[EXERCISE GOAL] Every record should be written out exactly, please.

[DATA PROVIDED]

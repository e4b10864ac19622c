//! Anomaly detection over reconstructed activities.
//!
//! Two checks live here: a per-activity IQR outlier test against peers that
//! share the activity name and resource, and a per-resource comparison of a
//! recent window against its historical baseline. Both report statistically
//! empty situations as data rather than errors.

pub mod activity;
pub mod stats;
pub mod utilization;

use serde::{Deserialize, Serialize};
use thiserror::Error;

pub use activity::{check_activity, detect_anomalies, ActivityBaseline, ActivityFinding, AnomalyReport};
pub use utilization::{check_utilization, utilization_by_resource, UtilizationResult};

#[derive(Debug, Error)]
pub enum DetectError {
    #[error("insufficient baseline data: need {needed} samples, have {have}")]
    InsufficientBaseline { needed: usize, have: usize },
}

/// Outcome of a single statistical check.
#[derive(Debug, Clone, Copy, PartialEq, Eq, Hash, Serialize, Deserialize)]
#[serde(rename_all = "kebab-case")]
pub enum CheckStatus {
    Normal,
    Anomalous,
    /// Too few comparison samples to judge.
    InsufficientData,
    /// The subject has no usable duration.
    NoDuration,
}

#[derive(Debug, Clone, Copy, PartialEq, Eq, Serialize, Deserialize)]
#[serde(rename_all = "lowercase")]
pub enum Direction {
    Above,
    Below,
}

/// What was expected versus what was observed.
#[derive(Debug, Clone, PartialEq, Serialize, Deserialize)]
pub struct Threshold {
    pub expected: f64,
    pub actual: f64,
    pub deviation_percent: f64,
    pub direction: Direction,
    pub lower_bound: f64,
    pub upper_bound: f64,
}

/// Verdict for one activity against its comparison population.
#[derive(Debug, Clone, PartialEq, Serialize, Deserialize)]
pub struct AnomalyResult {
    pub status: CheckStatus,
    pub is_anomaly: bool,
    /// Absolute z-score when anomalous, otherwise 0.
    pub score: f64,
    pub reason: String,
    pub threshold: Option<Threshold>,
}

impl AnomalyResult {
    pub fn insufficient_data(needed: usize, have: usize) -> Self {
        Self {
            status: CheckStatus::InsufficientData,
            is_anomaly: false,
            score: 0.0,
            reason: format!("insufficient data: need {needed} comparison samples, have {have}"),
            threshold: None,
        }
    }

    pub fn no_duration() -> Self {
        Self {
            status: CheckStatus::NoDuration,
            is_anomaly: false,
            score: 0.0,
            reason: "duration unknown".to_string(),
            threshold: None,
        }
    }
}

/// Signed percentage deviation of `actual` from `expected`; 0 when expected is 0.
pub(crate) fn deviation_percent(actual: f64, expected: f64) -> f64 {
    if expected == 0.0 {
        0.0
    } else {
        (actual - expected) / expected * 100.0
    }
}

[SOLUTION TO THE PROBLEM]
repository e4b10864ac19622c
//! Anomaly detection over reconstructed activities.
//!
//! Two checks live here: a per-activity IQR outlier test against peers that
//! share the activity name and resource, and a per-resource comparison of a
//! recent window against its historical baseline. Both report statistically
//! empty situations as data rather than errors.

pub mod activity;
pub mod stats;
pub mod utilization;

use serde::{Deserialize, Serialize};
use thiserror::Error;

pub use activity::{check_activity, detect_anomalies, ActivityBaseline, ActivityFinding, AnomalyReport};
pub use utilization::{check_utilization, utilization_by_resource, UtilizationResult};

#[derive(Debug, Error)]
pub enum DetectError {
    #[error("insufficient baseline data: need {needed} samples, have {have}")]
    InsufficientBaseline { needed: usize, have: usize },
}

/// Outcome of a single statistical check.
#[derive(Debug, Clone, Copy, PartialEq, Eq, Hash, Serialize, Deserialize)]
#[serde(rename_all = "kebab-case")]
pub enum CheckStatus {
    Normal,
    Anomalous,
    /// Too few comparison samples to judge.
    InsufficientData,
    /// The subject has no usable duration.
    NoDuration,
}

#[derive(Debug, Clone, Copy, PartialEq, Eq, Serialize, Deserialize)]
#[serde(rename_all = "lowercase")]
pub enum Direction {
    Above,
    Below,
}

/// What was expected versus what was observed.
#[derive(Debug, Clone, PartialEq, Serialize, Deserialize)]
pub struct Threshold {
    pub expected: f64,
    pub actual: f64,
    pub deviation_percent: f64,
    pub direction: Direction,
    pub lower_bound: f64,
    pub upper_bound: f64,
}

/// Verdict for one activity against its comparison population.
#[derive(Debug, Clone, PartialEq, Serialize, Deserialize)]
pub struct AnomalyResult {
    pub status: CheckStatus,
    pub is_anomaly: bool,
    /// Absolute z-score when anomalous, otherwise 0.
    pub score: f64,
    pub reason: String,
    pub threshold: Option<Threshold>,
}

impl AnomalyResult {
    pub fn insufficient_data(needed: usize, have: usize) -> Self {
        Self {
            status: CheckStatus::InsufficientData,
            is_anomaly: false,
            score: 0.0,
            reason: format!("insufficient data: need {needed} comparison samples, have {have}"),
            threshold: None,
        }
    }

    pub fn no_duration() -> Self {
        Self {
            status: CheckStatus::NoDuration,
            is_anomaly: false,
            score: 0.0,
            reason: "duration unknown".to_string(),
            threshold: None,
        }
    }
}

/// Signed percentage deviation of `actual` from `expected`; 0 when expected is 0.
pub(crate) fn deviation_percent(actual: f64, expected: f64) -> f64 {
    if expected == 0.0 {
        0.0
    } else {
        (actual - expected) / expected * 100.0
    }
}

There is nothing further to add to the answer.